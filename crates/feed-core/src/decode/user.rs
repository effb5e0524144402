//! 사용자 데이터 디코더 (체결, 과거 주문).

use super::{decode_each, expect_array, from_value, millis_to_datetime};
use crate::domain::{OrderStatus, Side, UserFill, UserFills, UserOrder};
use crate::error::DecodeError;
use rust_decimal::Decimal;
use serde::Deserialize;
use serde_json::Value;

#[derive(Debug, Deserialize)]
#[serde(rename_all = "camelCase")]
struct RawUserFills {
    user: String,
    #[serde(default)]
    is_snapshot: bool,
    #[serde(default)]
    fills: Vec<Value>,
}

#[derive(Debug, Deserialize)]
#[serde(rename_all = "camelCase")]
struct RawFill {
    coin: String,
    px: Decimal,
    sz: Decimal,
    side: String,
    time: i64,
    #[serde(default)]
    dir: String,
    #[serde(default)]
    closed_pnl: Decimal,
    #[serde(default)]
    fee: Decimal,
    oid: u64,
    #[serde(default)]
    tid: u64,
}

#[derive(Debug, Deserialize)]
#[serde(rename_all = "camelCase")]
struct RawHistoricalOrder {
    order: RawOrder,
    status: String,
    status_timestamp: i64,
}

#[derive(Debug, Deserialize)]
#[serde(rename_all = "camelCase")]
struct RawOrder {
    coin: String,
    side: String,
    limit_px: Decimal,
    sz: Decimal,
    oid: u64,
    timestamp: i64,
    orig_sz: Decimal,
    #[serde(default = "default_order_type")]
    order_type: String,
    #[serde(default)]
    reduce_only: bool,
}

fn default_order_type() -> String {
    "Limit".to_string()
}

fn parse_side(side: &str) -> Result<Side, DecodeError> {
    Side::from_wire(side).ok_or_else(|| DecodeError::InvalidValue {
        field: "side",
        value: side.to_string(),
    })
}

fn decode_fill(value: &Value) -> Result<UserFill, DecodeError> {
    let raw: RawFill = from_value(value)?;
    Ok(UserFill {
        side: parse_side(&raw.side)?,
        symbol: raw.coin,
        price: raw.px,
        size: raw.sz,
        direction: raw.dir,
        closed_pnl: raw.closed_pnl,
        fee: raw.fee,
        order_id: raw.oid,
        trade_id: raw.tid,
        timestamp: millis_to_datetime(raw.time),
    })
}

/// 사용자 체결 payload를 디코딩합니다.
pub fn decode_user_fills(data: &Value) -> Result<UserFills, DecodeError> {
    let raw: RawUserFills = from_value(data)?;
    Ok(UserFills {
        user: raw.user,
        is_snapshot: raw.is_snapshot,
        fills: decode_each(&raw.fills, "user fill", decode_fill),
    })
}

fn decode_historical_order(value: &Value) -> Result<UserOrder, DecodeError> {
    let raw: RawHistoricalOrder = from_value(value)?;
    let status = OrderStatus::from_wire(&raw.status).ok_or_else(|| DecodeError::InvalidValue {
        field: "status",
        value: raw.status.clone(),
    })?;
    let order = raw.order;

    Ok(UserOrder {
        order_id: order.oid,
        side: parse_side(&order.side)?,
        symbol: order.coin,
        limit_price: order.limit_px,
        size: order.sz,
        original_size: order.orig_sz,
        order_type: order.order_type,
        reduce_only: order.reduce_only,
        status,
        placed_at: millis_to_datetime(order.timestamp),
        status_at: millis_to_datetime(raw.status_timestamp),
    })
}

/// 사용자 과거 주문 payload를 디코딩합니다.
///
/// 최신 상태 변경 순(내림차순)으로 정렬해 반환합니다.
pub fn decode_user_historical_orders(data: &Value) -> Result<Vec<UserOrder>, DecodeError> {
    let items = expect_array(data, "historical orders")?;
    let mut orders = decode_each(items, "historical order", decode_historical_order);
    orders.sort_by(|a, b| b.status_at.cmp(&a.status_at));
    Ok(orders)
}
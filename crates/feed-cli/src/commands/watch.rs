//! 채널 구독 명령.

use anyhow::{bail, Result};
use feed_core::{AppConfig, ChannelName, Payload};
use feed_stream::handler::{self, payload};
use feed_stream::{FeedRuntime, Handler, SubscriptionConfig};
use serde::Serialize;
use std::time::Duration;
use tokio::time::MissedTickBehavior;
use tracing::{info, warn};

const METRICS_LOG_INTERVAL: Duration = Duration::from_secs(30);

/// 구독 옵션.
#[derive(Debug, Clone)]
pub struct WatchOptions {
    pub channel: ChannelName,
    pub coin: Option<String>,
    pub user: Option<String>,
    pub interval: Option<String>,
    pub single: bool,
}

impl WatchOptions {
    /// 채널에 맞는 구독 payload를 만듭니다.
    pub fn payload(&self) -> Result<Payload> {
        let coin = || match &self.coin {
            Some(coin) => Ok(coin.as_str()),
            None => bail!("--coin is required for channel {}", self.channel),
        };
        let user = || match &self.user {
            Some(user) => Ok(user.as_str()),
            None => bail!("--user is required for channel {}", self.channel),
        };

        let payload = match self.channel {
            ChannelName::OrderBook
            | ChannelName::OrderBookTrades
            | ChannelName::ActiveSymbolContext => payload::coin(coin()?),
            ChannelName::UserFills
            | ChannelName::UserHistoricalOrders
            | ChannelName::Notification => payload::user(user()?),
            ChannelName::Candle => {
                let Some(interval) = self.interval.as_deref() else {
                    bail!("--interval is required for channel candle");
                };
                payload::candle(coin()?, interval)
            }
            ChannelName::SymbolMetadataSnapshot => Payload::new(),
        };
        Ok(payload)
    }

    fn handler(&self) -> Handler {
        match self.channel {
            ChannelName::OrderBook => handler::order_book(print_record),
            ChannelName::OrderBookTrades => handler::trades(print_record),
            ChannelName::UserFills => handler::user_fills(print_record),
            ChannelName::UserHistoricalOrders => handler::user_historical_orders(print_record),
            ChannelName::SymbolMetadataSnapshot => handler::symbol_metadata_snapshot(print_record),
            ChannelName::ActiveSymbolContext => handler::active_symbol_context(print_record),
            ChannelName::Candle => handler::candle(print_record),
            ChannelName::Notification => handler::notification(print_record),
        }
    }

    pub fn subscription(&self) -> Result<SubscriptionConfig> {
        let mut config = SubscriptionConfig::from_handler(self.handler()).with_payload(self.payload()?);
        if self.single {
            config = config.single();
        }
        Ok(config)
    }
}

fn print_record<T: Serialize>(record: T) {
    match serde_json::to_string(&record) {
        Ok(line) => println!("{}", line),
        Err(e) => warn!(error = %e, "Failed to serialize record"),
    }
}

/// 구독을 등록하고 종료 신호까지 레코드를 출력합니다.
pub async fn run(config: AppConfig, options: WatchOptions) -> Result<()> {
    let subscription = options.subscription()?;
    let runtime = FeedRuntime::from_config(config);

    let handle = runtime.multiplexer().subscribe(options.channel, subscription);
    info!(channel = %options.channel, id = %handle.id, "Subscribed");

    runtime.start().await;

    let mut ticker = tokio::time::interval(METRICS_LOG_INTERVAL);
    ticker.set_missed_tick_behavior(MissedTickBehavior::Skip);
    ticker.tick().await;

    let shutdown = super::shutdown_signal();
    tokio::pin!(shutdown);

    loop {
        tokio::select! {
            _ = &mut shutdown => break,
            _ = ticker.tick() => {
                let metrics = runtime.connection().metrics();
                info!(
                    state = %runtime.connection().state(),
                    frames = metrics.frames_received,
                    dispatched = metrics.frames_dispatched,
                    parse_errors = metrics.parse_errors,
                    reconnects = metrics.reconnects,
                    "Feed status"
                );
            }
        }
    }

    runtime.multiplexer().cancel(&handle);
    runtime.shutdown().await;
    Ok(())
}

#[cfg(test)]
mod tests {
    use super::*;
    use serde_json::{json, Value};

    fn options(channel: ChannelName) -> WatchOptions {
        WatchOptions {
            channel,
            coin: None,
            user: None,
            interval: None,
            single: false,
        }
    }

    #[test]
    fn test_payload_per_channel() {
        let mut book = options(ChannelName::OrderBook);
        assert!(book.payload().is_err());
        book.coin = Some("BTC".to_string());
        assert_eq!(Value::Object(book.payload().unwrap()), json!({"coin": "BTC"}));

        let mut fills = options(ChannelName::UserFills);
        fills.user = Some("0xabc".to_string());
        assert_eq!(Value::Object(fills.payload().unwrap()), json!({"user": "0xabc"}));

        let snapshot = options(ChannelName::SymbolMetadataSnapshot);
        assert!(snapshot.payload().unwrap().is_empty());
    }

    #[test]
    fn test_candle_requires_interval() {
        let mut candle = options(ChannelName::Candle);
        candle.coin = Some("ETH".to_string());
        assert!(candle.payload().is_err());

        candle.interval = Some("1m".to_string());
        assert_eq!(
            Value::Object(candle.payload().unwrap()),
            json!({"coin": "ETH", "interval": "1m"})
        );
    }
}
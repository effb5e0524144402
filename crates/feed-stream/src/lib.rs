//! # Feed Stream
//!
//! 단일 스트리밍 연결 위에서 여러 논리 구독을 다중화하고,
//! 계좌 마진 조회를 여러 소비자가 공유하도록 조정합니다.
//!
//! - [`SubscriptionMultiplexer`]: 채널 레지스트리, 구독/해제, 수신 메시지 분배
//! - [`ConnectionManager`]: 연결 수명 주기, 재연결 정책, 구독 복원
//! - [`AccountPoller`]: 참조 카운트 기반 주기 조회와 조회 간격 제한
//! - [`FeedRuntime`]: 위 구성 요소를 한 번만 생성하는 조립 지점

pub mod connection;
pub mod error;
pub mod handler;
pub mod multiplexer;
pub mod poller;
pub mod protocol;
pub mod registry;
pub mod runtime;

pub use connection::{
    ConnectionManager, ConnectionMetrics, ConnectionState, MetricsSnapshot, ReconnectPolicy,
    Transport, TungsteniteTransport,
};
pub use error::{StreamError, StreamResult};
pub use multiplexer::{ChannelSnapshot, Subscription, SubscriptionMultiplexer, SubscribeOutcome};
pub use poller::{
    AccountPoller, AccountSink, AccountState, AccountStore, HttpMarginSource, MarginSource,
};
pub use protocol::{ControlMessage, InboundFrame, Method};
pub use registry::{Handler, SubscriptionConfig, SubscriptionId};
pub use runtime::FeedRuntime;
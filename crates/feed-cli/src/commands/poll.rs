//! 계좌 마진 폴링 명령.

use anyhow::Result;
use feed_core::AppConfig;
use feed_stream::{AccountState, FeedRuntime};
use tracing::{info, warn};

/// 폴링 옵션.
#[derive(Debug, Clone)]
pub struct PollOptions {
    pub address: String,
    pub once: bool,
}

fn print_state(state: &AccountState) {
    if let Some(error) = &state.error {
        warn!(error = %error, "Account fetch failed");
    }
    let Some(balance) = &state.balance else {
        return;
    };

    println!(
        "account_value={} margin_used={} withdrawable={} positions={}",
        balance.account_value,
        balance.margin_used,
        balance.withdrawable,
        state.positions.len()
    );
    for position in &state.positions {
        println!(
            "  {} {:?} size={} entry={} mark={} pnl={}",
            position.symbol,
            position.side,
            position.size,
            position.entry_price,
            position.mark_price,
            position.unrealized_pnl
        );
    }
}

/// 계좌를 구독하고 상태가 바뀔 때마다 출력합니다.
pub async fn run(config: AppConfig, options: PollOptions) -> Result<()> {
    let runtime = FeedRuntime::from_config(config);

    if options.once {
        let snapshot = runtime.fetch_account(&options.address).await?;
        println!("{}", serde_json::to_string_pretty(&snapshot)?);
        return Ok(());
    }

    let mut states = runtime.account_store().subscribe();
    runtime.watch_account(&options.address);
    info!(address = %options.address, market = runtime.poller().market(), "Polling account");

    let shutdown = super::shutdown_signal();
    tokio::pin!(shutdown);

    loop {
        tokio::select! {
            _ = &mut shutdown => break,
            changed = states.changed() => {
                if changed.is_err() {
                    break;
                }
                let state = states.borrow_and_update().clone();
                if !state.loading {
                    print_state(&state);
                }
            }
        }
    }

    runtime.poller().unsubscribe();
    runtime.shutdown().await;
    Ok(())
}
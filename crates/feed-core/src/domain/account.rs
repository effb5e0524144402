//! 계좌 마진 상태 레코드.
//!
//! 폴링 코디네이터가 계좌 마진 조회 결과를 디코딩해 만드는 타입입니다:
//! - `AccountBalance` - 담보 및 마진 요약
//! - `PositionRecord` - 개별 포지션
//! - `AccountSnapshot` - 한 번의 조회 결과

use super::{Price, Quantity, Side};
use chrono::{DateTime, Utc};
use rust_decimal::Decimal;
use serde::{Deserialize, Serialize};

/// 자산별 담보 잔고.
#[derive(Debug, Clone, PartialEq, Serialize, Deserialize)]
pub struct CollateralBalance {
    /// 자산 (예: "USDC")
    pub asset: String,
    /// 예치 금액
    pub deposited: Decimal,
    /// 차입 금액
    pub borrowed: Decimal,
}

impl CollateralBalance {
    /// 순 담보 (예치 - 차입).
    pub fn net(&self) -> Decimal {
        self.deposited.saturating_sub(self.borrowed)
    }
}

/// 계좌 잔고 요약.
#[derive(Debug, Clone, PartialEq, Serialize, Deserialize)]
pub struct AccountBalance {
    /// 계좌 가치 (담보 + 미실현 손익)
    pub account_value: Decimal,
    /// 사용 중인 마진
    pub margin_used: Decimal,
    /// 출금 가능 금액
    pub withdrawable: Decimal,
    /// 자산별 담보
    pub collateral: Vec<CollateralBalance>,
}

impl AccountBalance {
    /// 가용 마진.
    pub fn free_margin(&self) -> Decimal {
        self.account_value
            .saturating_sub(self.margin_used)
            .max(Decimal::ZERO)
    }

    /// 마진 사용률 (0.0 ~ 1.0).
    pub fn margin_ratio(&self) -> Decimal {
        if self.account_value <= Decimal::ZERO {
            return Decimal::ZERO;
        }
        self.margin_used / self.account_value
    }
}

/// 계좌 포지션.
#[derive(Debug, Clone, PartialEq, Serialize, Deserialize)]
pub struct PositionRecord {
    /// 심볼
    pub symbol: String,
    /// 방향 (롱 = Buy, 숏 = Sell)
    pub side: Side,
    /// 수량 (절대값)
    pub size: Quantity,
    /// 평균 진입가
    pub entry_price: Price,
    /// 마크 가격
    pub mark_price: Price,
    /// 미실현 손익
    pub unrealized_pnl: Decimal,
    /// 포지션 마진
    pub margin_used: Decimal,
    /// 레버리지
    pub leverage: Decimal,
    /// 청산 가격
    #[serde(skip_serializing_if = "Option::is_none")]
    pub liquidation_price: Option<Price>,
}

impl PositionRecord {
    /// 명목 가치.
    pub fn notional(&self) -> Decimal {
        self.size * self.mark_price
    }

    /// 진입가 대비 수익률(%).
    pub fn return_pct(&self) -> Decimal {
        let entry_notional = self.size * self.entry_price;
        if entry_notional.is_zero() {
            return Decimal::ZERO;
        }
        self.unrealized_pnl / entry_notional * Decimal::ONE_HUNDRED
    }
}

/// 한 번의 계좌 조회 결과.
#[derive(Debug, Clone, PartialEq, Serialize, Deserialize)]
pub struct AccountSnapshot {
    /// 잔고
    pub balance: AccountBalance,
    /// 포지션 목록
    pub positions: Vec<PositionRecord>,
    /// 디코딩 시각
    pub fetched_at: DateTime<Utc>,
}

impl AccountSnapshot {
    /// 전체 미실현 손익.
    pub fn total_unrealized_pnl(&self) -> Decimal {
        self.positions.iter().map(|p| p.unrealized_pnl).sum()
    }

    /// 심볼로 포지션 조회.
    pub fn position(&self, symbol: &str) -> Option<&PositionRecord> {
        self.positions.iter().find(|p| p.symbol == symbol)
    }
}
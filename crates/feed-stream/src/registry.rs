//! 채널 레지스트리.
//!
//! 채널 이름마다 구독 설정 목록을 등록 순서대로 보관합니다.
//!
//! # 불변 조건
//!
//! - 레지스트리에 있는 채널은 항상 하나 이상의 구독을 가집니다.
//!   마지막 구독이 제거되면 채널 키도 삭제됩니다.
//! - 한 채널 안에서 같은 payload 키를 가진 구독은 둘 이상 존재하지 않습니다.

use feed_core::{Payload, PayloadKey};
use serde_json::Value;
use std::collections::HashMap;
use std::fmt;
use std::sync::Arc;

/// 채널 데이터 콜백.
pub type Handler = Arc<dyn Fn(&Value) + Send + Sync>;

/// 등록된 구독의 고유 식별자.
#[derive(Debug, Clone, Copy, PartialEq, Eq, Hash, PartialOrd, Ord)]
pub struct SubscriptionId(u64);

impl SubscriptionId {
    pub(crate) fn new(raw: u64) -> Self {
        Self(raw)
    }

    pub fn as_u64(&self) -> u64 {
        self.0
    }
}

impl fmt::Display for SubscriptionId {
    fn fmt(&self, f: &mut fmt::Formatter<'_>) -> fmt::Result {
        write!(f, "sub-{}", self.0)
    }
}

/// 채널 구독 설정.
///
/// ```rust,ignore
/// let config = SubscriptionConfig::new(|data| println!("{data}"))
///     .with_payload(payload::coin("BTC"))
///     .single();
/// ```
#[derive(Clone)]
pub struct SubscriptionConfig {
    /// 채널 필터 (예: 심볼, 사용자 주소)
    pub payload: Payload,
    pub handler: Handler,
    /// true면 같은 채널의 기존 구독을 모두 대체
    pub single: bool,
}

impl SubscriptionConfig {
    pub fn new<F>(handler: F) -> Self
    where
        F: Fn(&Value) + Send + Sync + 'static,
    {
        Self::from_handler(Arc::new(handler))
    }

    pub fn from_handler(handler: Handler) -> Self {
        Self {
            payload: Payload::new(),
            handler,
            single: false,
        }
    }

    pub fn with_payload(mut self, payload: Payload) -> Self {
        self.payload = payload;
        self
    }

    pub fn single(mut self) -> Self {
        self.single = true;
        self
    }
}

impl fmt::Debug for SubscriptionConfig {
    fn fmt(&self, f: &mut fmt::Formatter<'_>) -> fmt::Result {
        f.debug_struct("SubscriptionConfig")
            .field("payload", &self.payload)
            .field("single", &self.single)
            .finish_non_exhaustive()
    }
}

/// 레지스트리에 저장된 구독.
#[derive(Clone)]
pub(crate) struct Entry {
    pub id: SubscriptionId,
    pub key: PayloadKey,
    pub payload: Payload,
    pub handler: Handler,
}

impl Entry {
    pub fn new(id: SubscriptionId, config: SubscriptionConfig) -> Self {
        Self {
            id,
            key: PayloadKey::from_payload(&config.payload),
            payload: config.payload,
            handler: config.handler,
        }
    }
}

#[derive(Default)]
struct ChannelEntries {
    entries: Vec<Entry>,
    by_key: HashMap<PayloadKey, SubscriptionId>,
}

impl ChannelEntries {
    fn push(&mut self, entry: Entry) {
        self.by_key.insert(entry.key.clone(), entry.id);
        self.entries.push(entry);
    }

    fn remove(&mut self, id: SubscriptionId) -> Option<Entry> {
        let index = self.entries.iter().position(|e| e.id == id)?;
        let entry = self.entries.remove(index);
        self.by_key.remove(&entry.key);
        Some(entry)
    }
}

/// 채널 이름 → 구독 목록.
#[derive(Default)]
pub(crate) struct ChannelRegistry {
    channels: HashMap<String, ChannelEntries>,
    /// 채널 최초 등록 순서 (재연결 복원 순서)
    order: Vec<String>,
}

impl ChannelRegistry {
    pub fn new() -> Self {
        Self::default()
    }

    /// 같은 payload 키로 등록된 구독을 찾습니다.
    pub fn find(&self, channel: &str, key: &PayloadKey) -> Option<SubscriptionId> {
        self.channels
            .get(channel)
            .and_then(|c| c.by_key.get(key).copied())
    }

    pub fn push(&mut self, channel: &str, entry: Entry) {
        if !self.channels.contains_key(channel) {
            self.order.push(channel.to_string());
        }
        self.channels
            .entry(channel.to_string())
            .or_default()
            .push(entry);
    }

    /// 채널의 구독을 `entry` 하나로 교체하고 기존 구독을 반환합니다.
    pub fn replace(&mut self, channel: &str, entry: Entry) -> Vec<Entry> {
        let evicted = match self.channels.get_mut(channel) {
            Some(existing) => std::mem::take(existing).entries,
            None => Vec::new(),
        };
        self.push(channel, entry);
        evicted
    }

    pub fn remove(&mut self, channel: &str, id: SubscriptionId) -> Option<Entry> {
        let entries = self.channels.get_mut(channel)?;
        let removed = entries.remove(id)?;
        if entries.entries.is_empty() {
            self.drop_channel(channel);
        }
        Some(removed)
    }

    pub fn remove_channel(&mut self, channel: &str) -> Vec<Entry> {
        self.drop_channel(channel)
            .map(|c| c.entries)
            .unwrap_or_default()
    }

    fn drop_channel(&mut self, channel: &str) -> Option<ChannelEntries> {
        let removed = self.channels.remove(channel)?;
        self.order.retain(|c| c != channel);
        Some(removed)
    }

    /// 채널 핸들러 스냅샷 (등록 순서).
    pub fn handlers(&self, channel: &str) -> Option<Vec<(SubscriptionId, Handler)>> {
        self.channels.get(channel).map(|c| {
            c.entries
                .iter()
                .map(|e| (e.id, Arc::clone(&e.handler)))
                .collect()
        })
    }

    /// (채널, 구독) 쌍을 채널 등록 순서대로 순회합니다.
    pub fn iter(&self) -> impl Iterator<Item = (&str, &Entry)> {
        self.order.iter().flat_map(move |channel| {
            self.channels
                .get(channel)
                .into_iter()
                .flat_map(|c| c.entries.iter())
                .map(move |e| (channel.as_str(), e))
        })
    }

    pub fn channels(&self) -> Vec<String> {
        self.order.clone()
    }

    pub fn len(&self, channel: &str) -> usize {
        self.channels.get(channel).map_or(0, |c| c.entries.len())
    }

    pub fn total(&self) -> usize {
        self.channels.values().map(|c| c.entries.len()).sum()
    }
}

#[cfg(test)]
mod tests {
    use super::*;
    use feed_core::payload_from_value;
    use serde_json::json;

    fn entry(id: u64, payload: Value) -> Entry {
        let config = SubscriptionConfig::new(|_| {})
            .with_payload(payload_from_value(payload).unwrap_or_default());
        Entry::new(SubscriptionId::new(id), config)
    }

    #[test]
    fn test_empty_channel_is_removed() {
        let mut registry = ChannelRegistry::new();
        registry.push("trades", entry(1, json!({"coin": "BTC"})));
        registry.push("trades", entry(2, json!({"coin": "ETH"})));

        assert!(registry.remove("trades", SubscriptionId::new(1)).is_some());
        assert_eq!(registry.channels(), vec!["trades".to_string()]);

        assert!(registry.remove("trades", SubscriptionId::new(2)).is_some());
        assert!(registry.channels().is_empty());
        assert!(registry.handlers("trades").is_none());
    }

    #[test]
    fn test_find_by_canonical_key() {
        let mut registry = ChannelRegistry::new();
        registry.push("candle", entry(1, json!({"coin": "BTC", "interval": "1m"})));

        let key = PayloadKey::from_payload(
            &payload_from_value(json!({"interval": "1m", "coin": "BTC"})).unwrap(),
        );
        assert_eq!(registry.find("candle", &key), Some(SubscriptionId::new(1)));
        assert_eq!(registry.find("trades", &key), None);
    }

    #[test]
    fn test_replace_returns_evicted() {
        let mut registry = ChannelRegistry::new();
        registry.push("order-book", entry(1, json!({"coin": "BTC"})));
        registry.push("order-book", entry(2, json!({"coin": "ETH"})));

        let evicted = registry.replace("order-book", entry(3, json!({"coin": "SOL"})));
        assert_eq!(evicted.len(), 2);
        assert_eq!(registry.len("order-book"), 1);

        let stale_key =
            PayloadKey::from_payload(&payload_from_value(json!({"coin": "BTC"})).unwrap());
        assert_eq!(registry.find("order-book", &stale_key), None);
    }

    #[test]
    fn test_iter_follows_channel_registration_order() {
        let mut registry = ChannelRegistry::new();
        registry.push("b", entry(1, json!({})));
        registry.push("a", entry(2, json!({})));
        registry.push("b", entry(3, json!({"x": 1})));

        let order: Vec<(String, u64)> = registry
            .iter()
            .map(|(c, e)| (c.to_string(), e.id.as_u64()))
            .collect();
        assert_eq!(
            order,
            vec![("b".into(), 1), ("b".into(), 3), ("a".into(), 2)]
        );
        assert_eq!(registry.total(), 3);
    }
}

• • •

[TASK TO CARRY OUT] Copy each line of the listing that holds the word "commands".

[EXERCISE RESULT]
filename crates/feed-cli/src/commands/watch.rs
filename crates/feed-cli/src/commands/poll.rs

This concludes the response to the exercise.